The BJP for its part lost 29 seats in India’s largest state UP having won 62 in the state in 2019 and 71 in 2014. This despite the Union Home Minister personally leading the strategy. Initial indications suggested that the BJP’s decision to renominate majority UP MPs boomeranged. Nationally, the BJP dropped 132 MPs of the 303 who had won in 2019 — 43 per cent of all MPs. However, in UP, the BJP retained 55 of its 62 MPs and paid the price of anti-incumbency among other factors today. Issues of bread and butter appeared to trump saffron narratives dominated by the Ram Temple, abrogation of Article 370, the Citizenship Amendment Act, serial invocation of infiltrators and “mangalsutra” among other things, with the BJP losing seats to the Congress in both Rajasthan and Haryana, which it had swept in 2019.

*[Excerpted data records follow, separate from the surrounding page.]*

impl<S: AsyncRead + AsyncWrite + Send + 'static> SessionDriver<S> {
    async fn run(mut self) {
        info!("session started: window size {}, {}{}, max message size {}, encryption {}",
            self.params.window_size,
            self.params.operation_mode,
            if self.params.mode_fallback { " (fallback)" } else { "" },
            self.params.max_message_size,
            self.params.cipher.as_ref().map(|c| c.name()).unwrap_or("disabled"),
        );

        let result = self.event_loop().await;
        match &result {
            Ok(()) => info!("session closed"),
            Err(ArqError::Aborted) => info!("session aborted"),
            Err(e) => error!("session failed: {}", e),
        }

        self.shutdown(result).await;
    }

    async fn event_loop(&mut self) -> Result<(), ArqError> {
        loop {
            if !self.commands_open && self.active.is_none() && self.queue.is_empty() && self.receiver.is_idle() {
                debug!("all messages sent, no more commands and no message coming in - closing");
                return Ok(());
            }

            let deadline = self.active.as_ref()
                .and_then(|a| a.window.next_deadline());

            select! {
                biased;
                _ = self.abort.changed() => {
                    // either an explicit abort, or the handle was dropped
                    return Err(ArqError::Aborted);
                }
                frame = self.frames.recv() => match frame {
                    Some(Ok(packet)) => self.on_packet(packet).await?,
                    Some(Err(e)) if e.is_clean_close() => return self.on_stream_closed(),
                    Some(Err(e)) => return Err(e),
                    None => return self.on_stream_closed(),
                },
                command = self.commands.recv(), if self.commands_open => match command {
                    Some(Command::Send { message, reply }) => {
                        self.queue.push_back(PendingSend { message, reply });
                        self.start_next_send().await?;
                    }
                    None => self.commands_open = false,
                },
                _ = sleep_until(deadline.unwrap_or_else(Instant::now)), if deadline.is_some() => {
                    if let Some(active) = &mut self.active {
                        active.window.on_timers_due(Instant::now(), &mut self.sink).await?;
                    }
                }
            }
        }
    }

    async fn on_packet(&mut self, packet: Packet) -> Result<(), ArqError> {
        match packet {
            Packet::Data(data) => {
                let seq = data.seq_num;
                if let Some(response) = self.receiver.on_data(data)? {
                    trace!("responding to #{} with {}", seq, response.kind());
                    self.sink.send_packet(&response).await?;
                }
                if let Some(message) = self.receiver.take_message() {
                    info!("received message of {} characters", message.chars().count());
                    self.deliver(Ok(message));
                }
            }
            Packet::Ack { seq_num } => {
                match &mut self.active {
                    Some(active) => active.window.on_ack(seq_num, &mut self.sink).await?,
                    None => debug!("ACK for #{} while no message is being sent - ignoring", seq_num),
                }
                self.complete_send_if_done().await?;
            }
            Packet::Nack { seq_num } => {
                match &mut self.active {
                    Some(active) => active.window.on_nack(seq_num, &mut self.sink).await?,
                    None => debug!("NACK for #{} while no message is being sent - ignoring", seq_num),
                }
            }
            Packet::Handshake(_) | Packet::HandshakeAck(_) => {
                warn!("received '{}' packet in an established session - ignoring", packet.kind());
            }
        }
        Ok(())
    }

    async fn complete_send_if_done(&mut self) -> Result<(), ArqError> {
        if !self.active.as_ref().map(|a| a.window.is_done()).unwrap_or(false) {
            return Ok(());
        }

        if let Some(active) = self.active.take() {
            let report = active.window.report();
            info!("message of {} fragments sent in {:?} with {} retransmissions", report.fragments, report.elapsed, report.retransmitted.len());
            if active.reply.send(Ok(report)).is_err() {
                debug!("nobody is waiting for the send result");
            }
        }
        self.start_next_send().await
    }

    async fn start_next_send(&mut self) -> Result<(), ArqError> {
        while self.active.is_none() {
            let Some(pending) = self.queue.pop_front() else {
                return Ok(());
            };

            match SendWindow::new(&pending.message, self.next_seq, &self.params, &self.transfer) {
                Ok(window) => {
                    self.next_seq = window.end_seq();
                    let active = self.active.insert(ActiveSend { window, reply: pending.reply });
                    active.window.fill(&mut self.sink).await?;
                }
                Err(e) => {
                    // this affects only this message, not the session
                    warn!("not sending message: {}", e);
                    let _ = pending.reply.send(Err(e));
                }
            }
        }
        Ok(())
    }

    fn on_stream_closed(&mut self) -> Result<(), ArqError> {
        debug!("peer closed the stream");
        if let Some(message) = self.receiver.finish_on_close()? {
            info!("received message of {} characters (terminated by end of stream)", message.chars().count());
            self.deliver(Ok(message));
        }
        if self.active.is_some() || !self.queue.is_empty() {
            return Err(ArqError::StreamClosed);
        }
        Ok(())
    }

    fn deliver(&self, message: Result<String, ArqError>) {
        if self.delivered.send(message).is_err() {
            debug!("nobody is receiving messages - discarding");
        }
    }

    async fn shutdown(mut self, result: Result<(), ArqError>) {
        self.reader.abort();

        if let Err(e) = self.sink.close().await {
            debug!("error closing the stream: {}", e);
        }

        let error = match result {
            Ok(()) => ArqError::StreamClosed,
            Err(e) => {
                self.deliver(Err(e.clone()));
                e
            }
        };

        if let Some(active) = self.active.take() {
            let _ = active.reply.send(Err(error.clone()));
        }
        for pending in self.queue.drain(..) {
            let _ = pending.reply.send(Err(error.clone()));
        }
        self.commands.close();
        while let Ok(Command::Send { reply, .. }) = self.commands.try_recv() {
            let _ = reply.send(Err(error.clone()));
        }
    }
}


/// Submits messages to a session. This can be cloned to send from several places.
///
/// NB: [SessionHandle::close] waits until all clones are dropped
#[derive(Clone)]
pub struct MessageSender {
    commands: mpsc::Sender<Command>,
}

impl MessageSender {
    /// Send a message, returning when all of its fragments are acknowledged. Messages are sent one
    ///  at a time in the order in which they are submitted.
    ///
    /// If the session ended before the message could be handed over, this returns
    ///  [ArqError::StreamClosed].
    pub async fn send_message(&self, message: &str) -> Result<SendReport, ArqError> {
        let (reply, result) = oneshot::channel();
        self.commands.send(Command::Send { message: message.to_string(), reply }).await
            .map_err(|_| ArqError::StreamClosed)?;
        result.await
            .map_err(|_| ArqError::StreamClosed)?
    }
}

pub struct SessionHandle {
    session_id: Uuid,
    params: Arc<SessionParameters>,
    sender: MessageSender,
    delivered: mpsc::UnboundedReceiver<Result<String, ArqError>>,
    abort: watch::Sender<bool>,
    task: JoinHandle<()>,
}

impl SessionHandle {
    pub fn session_id(&self) -> Uuid {
        self.session_id
    }

    pub fn parameters(&self) -> &SessionParameters {
        &self.params
    }

    pub fn sender(&self) -> MessageSender {
        self.sender.clone()
    }

    pub async fn send_message(&self, message: &str) -> Result<SendReport, ArqError> {
        self.sender.send_message(message).await
    }

    /// The next message received from the peer. `None` means that the session ended without
    ///  error, a fatal error is returned once before that.
    pub async fn next_message(&mut self) -> Option<Result<String, ArqError>> {
        self.delivered.recv().await
    }

    /// Ends the session immediately, failing pending sends with [ArqError::Aborted]
    pub fn abort(&self) {
        let _ = self.abort.send(true);
    }

    /// Finish sending all submitted messages, then close the stream. A message the peer is in the
    ///  middle of sending is received to completion first, so that the peer's send does not fail.
    pub async fn close(self) -> anyhow::Result<()> {
        let SessionHandle { sender, abort, task, .. } = self;
        drop(sender);
        task.await?;
        drop(abort);
        Ok(())
    }
}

In Rajasthan, the BJP posted 14 leads and the Congress eight. In Haryana, both parties bagged five seats each among the state’s 10 constituencies in a development that would boost the opposition Congress ahead of state Assembly poll later this year. The BJP, however, swept Delhi, Himachal, Uttarakhand and Madhya Pradesh. It just lost a seat each in Chhattisgarh and Gujarat.

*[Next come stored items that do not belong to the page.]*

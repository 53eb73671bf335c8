//! Length-prefixed framing of JSON encoded packets on a byte stream. A frame is a 4 byte big
//!  endian length N, followed by N bytes of UTF-8 JSON.

use bytes::{BufMut, BytesMut};
use tokio::io::{AsyncRead, AsyncReadExt, AsyncWrite, AsyncWriteExt};
use tracing::trace;
use crate::error::{ArqError, FramingError};
use crate::packet::Packet;
use crate::util::safe_converter::SafeCast;

pub const LEN_PREFIX_SIZE: usize = 4;

/// Frames larger than this are considered garbage unless configured otherwise
pub const DEFAULT_MAX_FRAME_LEN: usize = 64 * 1024;

pub fn encode(packet: &Packet) -> Result<BytesMut, ArqError> {
    let json = serde_json::to_vec(packet)
        .map_err(|e| FramingError::Malformed(e.to_string()))?;
    let len: u32 = u32::try_from(json.len())
        .map_err(|_| FramingError::TooLong { declared: json.len(), max: u32::MAX.safe_cast() })?;

    let mut buf = BytesMut::with_capacity(LEN_PREFIX_SIZE + json.len());
    buf.put_u32(len);
    buf.put_slice(&json);
    Ok(buf)
}

pub fn decode_body(body: &[u8]) -> Result<Packet, FramingError> {
    serde_json::from_slice(body)
        .map_err(|e| FramingError::Malformed(e.to_string()))
}

pub async fn write_frame<W: AsyncWrite + Unpin>(writer: &mut W, packet: &Packet) -> Result<(), ArqError> {
    let buf = encode(packet)?;
    trace!("writing '{}' frame of {} bytes", packet.kind(), buf.len());
    writer.write_all(&buf).await?;
    writer.flush().await?;
    Ok(())
}

/// Reads a single frame. A stream that is closed before the first byte of the length prefix is
///  reported as [FramingError::ClosedBeforePrefix], which is how a peer ends a session.
pub async fn read_frame<R: AsyncRead + Unpin>(reader: &mut R, max_frame_len: usize) -> Result<Packet, ArqError> {
    let mut len_buf = [0u8; LEN_PREFIX_SIZE];
    let read = read_fully(reader, &mut len_buf).await?;
    match read {
        0 => return Err(FramingError::ClosedBeforePrefix.into()),
        n if n < LEN_PREFIX_SIZE => return Err(FramingError::TruncatedPrefix { read: n }.into()),
        _ => {}
    }

    let declared: usize = u32::from_be_bytes(len_buf).safe_cast();
    if declared == 0 {
        return Err(FramingError::ZeroLength.into());
    }
    if declared > max_frame_len {
        // NB: we do not try to skip the frame - after a garbage prefix, the stream is out of sync
        return Err(FramingError::TooLong { declared, max: max_frame_len }.into());
    }

    let mut body = vec![0u8; declared];
    let read = read_fully(reader, &mut body).await?;
    if read < declared {
        return Err(FramingError::TruncatedBody { declared, read }.into());
    }

    let packet = decode_body(&body)?;
    trace!("read '{}' frame of {} bytes", packet.kind(), declared + LEN_PREFIX_SIZE);
    Ok(packet)
}

/// Read until `buf` is full or the stream ends, returning the number of bytes read. Unlike
///  `read_exact`, this reports how far we got, which is needed to distinguish a clean close.
async fn read_fully<R: AsyncRead + Unpin>(reader: &mut R, buf: &mut [u8]) -> Result<usize, ArqError> {
    let mut read = 0;
    while read < buf.len() {
        let n = reader.read(&mut buf[read..]).await?;
        if n == 0 {
            break;
        }
        read += n;
    }
    Ok(read)
}


#[cfg(test)]
mod tests {
    use super::*;
    use crate::packet::DataPacket;
    use crate::seq_num::SeqNum;
    use rstest::rstest;

    fn frame(body: &[u8]) -> Vec<u8> {
        let mut result = (body.len() as u32).to_be_bytes().to_vec();
        result.extend_from_slice(body);
        result
    }

    #[tokio::test]
    async fn test_write_then_read_several_frames() {
        let packets = vec![
            Packet::Ack { seq_num: SeqNum::from_raw(2) },
            Packet::Data(DataPacket {
                seq_num: SeqNum::from_raw(3),
                payload: "ABCD".to_string(),
                checksum: 10,
                encrypted: false,
                total_fragments: Some(4),
            }),
            Packet::Nack { seq_num: SeqNum::from_raw(3) },
        ];

        let (mut client, mut server) = tokio::io::duplex(16);
        let to_write = packets.clone();
        let writer = tokio::spawn(async move {
            for p in &to_write {
                write_frame(&mut client, p).await.unwrap();
            }
        });

        for expected in &packets {
            let actual = read_frame(&mut server, DEFAULT_MAX_FRAME_LEN).await.unwrap();
            assert_eq!(&actual, expected);
        }
        writer.await.unwrap();

        // the writer was dropped, so the stream is closed at a frame boundary
        let closed = read_frame(&mut server, DEFAULT_MAX_FRAME_LEN).await.unwrap_err();
        assert!(closed.is_clean_close());
    }

    #[test]
    fn test_encode_layout() {
        let buf = encode(&Packet::Ack { seq_num: SeqNum::from_raw(1) }).unwrap();
        let body = br#"{"type":"ack","seq_num":1}"#;
        assert_eq!(&buf[..4], (body.len() as u32).to_be_bytes().as_slice());
        assert_eq!(&buf[4..], body.as_slice());
    }

    #[rstest]
    #[case::empty(vec![], FramingError::ClosedBeforePrefix)]
    #[case::partial_prefix(vec![0, 0], FramingError::TruncatedPrefix { read: 2 })]
    #[case::zero_length(vec![0, 0, 0, 0], FramingError::ZeroLength)]
    #[case::too_long(vec![0, 1, 0, 0, b'{'], FramingError::TooLong { declared: 65536, max: 1024 })]
    #[case::truncated_body(vec![0, 0, 0, 10, b'{', b'}'], FramingError::TruncatedBody { declared: 10, read: 2 })]
    fn test_read_frame_failures(#[case] raw: Vec<u8>, #[case] expected: FramingError) {
        let rt = tokio::runtime::Builder::new_current_thread().build().unwrap();
        rt.block_on(async {
            let mut reader = raw.as_slice();
            match read_frame(&mut reader, 1024).await {
                Err(ArqError::Framing(e)) => assert_eq!(e, expected),
                other => panic!("unexpected result {:?}", other),
            }
        });
    }

    #[rstest]
    #[case::not_json(b"hello".as_slice())]
    #[case::unknown_type(br#"{"type":"bogus"}"#.as_slice())]
    #[case::not_utf8(&[0xff, 0xfe, 0xfd])]
    fn test_read_frame_malformed(#[case] body: &[u8]) {
        let rt = tokio::runtime::Builder::new_current_thread().build().unwrap();
        rt.block_on(async {
            let raw = frame(body);
            let mut reader = raw.as_slice();
            match read_frame(&mut reader, 1024).await {
                Err(ArqError::Framing(FramingError::Malformed(_))) => {}
                other => panic!("unexpected result {:?}", other),
            }
        });
    }

    #[tokio::test]
    async fn test_read_frame_across_short_reads() {
        let raw = frame(br#"{"type":"nack","seq_num":7}"#);
        let mut reader = tokio_test_reader(raw);
        let packet = read_frame(&mut reader, 1024).await.unwrap();
        assert_eq!(packet, Packet::Nack { seq_num: SeqNum::from_raw(7) });
    }

    /// a reader that hands out one byte per read
    fn tokio_test_reader(raw: Vec<u8>) -> impl AsyncRead + Unpin {
        let (mut tx, rx) = tokio::io::duplex(1);
        tokio::spawn(async move {
            tx.write_all(&raw).await.unwrap();
        });
        rx
    }
}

Southern and eastern India brought big cheer to the saffron camp. Barring Karnataka, where it lost eight seats compared to 2019 and the Congress gained eight, the BJP posted impressive gains across southern and eastern India.

It ended its electoral drought in Kerala with actor Suresh Gopi becoming the first BJP MP in the state dominated by the Left and the Congress.

Gopi trounced his nearest CPI rival by over 74,000 votes, helping the BJP conquer the last frontier in the South.

In Tamil Nadu, however, INDIA parties, led by the DMK, swept the election in a repeat of the 2019 performance and the BJP, despite a massive personal push by PM Modi, failed to win a single seat.

The ruling party, however, swept the Odisha LS poll with 19 leads of 21, decimating the BJD to just one seat as against 12 it had bagged last time. Even in the Odisha Assembly, the BJP was on course to form the government having crossed a simple majority in the 147-member House in leads that consolidated by Tuesday night.

In Andhra, too, the BJP, as part of the NDA with the TDP and the Jana Sena, is all set to form the next government, besides leading in 21 of the state’s 25 LS seats. The YSRCP, the dominant state party, stood humbled. The BJP also managed to post an impressive performance in Telangana, raising its LS seat tally from four to eight. The Congress also took eight leads in Telangana with the BRS biting the dust and Asaduddin Owaisi of the AIMIM being the sole party candidate to save his Hyderabad seat. But broadly the results, that mirrored clear dejection with the government and reconsolidation of lost voter bases — SCs, STs and OBCs — of opposition parties, including the SP in UP, shocked BJP leaders who were hoping to win big today.

The trends also bring into question the structure of hierarchies in the BJP, which is ruled by PM Modi and his confidante Union Home Minister Amit Shah with an iron fist.

For the first time since he became the Gujarat CM in 2001, he has been unable to lead the BJP to a full majority and would need to depend on NDA allies to run the government. This could mean much compromise though the PM today clearly said in his third term the government “will take historic, massive decisions and that is Modi’s guarantee”.

Overall the BJP would need to introspect the losses as it had gone into the 2024 poll on “Modi’s guarantees”, Modi’s brand and Modi’s name.

The PM’s own depleted victory margin in Varanasi — 1,52,513 votes — as against over four lakh in 2019 would worry the party, especially when BJP’s Indore candidate Shankar Lalwani bagged a winning margin of over 11 lakh votes, perhaps the highest ever in Indian history; former MP CM Shivraj Singh Chouhan had a victory margin of over 8.21 lakh votes in Vidisha and Amit Shah in Gandhinagar had a lead of over 7,44,716 votes.